Top of Data extract
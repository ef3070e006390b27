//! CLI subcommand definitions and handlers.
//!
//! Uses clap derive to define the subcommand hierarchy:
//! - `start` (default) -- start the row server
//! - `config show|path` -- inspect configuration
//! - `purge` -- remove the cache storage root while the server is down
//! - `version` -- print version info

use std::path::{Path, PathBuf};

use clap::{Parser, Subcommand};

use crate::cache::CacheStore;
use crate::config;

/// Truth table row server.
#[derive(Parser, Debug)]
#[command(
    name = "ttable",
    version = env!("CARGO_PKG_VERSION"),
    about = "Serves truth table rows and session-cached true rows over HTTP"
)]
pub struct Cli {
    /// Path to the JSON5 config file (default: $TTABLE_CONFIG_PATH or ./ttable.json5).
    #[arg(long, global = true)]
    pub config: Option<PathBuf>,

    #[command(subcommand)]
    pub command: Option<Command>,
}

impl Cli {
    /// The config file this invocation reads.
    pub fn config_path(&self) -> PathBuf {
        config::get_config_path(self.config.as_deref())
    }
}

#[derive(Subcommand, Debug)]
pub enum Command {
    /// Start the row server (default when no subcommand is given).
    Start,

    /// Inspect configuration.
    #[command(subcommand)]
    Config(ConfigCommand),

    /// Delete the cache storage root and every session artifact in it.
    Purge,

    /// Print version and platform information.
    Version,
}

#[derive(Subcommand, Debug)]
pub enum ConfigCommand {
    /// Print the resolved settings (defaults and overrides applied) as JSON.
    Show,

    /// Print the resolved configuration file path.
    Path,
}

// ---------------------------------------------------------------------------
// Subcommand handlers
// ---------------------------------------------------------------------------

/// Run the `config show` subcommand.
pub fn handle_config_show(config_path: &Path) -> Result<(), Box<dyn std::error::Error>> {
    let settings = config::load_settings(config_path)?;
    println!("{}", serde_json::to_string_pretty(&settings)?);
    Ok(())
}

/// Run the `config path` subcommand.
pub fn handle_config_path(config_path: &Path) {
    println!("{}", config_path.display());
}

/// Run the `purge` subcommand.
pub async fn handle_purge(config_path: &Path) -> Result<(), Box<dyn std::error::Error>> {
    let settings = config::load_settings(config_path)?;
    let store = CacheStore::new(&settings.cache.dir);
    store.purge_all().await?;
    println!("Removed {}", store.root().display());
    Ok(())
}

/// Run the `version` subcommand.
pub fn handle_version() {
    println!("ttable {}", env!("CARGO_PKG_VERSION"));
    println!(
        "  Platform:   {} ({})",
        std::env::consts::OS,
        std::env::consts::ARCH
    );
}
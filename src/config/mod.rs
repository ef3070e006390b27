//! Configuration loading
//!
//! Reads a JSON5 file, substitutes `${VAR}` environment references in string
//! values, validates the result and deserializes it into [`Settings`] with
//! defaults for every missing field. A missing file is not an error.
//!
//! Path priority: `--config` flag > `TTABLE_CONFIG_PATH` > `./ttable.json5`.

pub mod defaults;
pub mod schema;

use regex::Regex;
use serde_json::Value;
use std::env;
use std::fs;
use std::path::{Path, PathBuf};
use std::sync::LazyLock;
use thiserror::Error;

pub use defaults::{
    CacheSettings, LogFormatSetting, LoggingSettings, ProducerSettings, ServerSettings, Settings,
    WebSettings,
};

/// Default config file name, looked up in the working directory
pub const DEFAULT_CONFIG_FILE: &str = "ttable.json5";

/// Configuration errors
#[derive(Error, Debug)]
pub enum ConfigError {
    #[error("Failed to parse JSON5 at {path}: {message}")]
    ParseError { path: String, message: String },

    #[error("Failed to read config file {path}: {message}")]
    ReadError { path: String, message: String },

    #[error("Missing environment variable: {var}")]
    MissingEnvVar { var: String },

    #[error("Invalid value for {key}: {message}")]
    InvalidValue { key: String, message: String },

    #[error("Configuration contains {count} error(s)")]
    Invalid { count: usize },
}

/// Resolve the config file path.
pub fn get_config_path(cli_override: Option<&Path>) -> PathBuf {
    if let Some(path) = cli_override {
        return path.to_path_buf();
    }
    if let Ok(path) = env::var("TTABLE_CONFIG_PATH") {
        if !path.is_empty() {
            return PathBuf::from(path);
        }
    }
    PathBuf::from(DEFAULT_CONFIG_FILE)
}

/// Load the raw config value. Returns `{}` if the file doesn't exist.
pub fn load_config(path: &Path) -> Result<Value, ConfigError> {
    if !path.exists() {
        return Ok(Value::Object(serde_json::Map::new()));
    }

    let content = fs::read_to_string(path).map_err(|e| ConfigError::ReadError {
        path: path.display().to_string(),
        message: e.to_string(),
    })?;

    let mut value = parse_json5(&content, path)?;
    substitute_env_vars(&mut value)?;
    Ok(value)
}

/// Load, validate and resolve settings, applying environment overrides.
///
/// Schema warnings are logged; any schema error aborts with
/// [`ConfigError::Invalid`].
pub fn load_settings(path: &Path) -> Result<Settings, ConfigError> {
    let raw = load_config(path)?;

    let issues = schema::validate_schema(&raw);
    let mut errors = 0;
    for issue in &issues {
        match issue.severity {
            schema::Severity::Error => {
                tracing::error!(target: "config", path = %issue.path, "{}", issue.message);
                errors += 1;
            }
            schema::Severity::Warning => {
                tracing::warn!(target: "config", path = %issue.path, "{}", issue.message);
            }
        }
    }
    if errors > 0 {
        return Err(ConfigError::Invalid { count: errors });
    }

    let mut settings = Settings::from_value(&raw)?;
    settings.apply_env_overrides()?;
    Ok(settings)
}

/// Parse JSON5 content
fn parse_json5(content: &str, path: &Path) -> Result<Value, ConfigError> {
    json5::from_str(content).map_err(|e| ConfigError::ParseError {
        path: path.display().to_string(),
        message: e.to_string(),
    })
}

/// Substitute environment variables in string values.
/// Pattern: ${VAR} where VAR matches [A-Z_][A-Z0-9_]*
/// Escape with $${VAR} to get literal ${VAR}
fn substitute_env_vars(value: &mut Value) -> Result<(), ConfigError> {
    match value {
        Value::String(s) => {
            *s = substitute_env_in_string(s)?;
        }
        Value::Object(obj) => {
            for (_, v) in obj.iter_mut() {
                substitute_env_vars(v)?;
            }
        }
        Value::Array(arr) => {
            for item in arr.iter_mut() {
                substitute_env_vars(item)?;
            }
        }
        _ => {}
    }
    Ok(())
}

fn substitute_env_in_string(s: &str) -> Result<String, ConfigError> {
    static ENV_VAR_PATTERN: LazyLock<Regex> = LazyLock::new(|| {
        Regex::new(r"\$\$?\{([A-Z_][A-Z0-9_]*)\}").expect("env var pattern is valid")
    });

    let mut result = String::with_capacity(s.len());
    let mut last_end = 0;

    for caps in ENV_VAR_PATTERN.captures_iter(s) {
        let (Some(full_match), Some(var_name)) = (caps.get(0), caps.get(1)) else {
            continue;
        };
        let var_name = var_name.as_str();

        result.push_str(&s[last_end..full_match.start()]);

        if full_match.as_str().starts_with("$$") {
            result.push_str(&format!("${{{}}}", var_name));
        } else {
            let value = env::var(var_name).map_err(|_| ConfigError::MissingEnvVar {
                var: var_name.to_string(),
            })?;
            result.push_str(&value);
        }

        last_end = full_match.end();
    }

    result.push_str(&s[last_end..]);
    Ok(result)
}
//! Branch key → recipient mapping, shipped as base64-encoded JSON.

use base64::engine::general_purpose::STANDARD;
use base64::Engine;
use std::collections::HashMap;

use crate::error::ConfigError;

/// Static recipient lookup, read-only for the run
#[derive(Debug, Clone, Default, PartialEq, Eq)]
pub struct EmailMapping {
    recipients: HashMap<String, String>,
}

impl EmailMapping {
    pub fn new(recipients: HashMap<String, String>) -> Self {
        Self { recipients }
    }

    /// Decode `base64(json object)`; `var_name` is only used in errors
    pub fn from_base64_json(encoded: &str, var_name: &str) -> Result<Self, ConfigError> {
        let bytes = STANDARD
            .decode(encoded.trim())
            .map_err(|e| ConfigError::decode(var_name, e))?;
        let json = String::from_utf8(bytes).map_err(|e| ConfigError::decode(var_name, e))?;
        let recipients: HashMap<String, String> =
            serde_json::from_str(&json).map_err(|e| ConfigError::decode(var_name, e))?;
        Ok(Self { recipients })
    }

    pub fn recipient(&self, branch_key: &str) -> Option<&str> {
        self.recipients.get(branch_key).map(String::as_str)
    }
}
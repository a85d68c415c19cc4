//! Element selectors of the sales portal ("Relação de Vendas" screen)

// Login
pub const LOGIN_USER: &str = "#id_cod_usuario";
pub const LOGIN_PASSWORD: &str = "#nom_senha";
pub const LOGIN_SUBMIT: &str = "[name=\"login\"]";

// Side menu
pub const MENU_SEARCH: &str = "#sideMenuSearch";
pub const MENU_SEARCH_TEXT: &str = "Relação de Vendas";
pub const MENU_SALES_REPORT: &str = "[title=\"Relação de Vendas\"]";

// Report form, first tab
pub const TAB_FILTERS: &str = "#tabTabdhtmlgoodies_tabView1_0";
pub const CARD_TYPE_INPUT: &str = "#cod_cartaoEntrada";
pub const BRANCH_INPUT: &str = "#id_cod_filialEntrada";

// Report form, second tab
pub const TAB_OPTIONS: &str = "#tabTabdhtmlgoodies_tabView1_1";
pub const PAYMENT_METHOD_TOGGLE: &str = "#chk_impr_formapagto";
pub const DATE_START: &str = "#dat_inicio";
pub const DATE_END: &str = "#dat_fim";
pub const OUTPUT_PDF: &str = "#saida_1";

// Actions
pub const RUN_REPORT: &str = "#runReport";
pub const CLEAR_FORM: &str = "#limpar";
Bottom of Data extract
Required work:
Reproduce, character for character, only the lines of the preceding data that start at the line with "use serde_json::Value;" and end at the line with "let mut errors = 0;", both included.

Task output:
use serde_json::Value;
use std::env;
use std::fs;
use std::path::{Path, PathBuf};
use std::sync::LazyLock;
use thiserror::Error;

pub use defaults::{
    CacheSettings, LogFormatSetting, LoggingSettings, ProducerSettings, ServerSettings, Settings,
    WebSettings,
};

/// Default config file name, looked up in the working directory
pub const DEFAULT_CONFIG_FILE: &str = "ttable.json5";

/// Configuration errors
#[derive(Error, Debug)]
pub enum ConfigError {
    #[error("Failed to parse JSON5 at {path}: {message}")]
    ParseError { path: String, message: String },

    #[error("Failed to read config file {path}: {message}")]
    ReadError { path: String, message: String },

    #[error("Missing environment variable: {var}")]
    MissingEnvVar { var: String },

    #[error("Invalid value for {key}: {message}")]
    InvalidValue { key: String, message: String },

    #[error("Configuration contains {count} error(s)")]
    Invalid { count: usize },
}

/// Resolve the config file path.
pub fn get_config_path(cli_override: Option<&Path>) -> PathBuf {
    if let Some(path) = cli_override {
        return path.to_path_buf();
    }
    if let Ok(path) = env::var("TTABLE_CONFIG_PATH") {
        if !path.is_empty() {
            return PathBuf::from(path);
        }
    }
    PathBuf::from(DEFAULT_CONFIG_FILE)
}

/// Load the raw config value. Returns `{}` if the file doesn't exist.
pub fn load_config(path: &Path) -> Result<Value, ConfigError> {
    if !path.exists() {
        return Ok(Value::Object(serde_json::Map::new()));
    }

    let content = fs::read_to_string(path).map_err(|e| ConfigError::ReadError {
        path: path.display().to_string(),
        message: e.to_string(),
    })?;

    let mut value = parse_json5(&content, path)?;
    substitute_env_vars(&mut value)?;
    Ok(value)
}

/// Load, validate and resolve settings, applying environment overrides.
///
/// Schema warnings are logged; any schema error aborts with
/// [`ConfigError::Invalid`].
pub fn load_settings(path: &Path) -> Result<Settings, ConfigError> {
    let raw = load_config(path)?;

    let issues = schema::validate_schema(&raw);
    let mut errors = 0;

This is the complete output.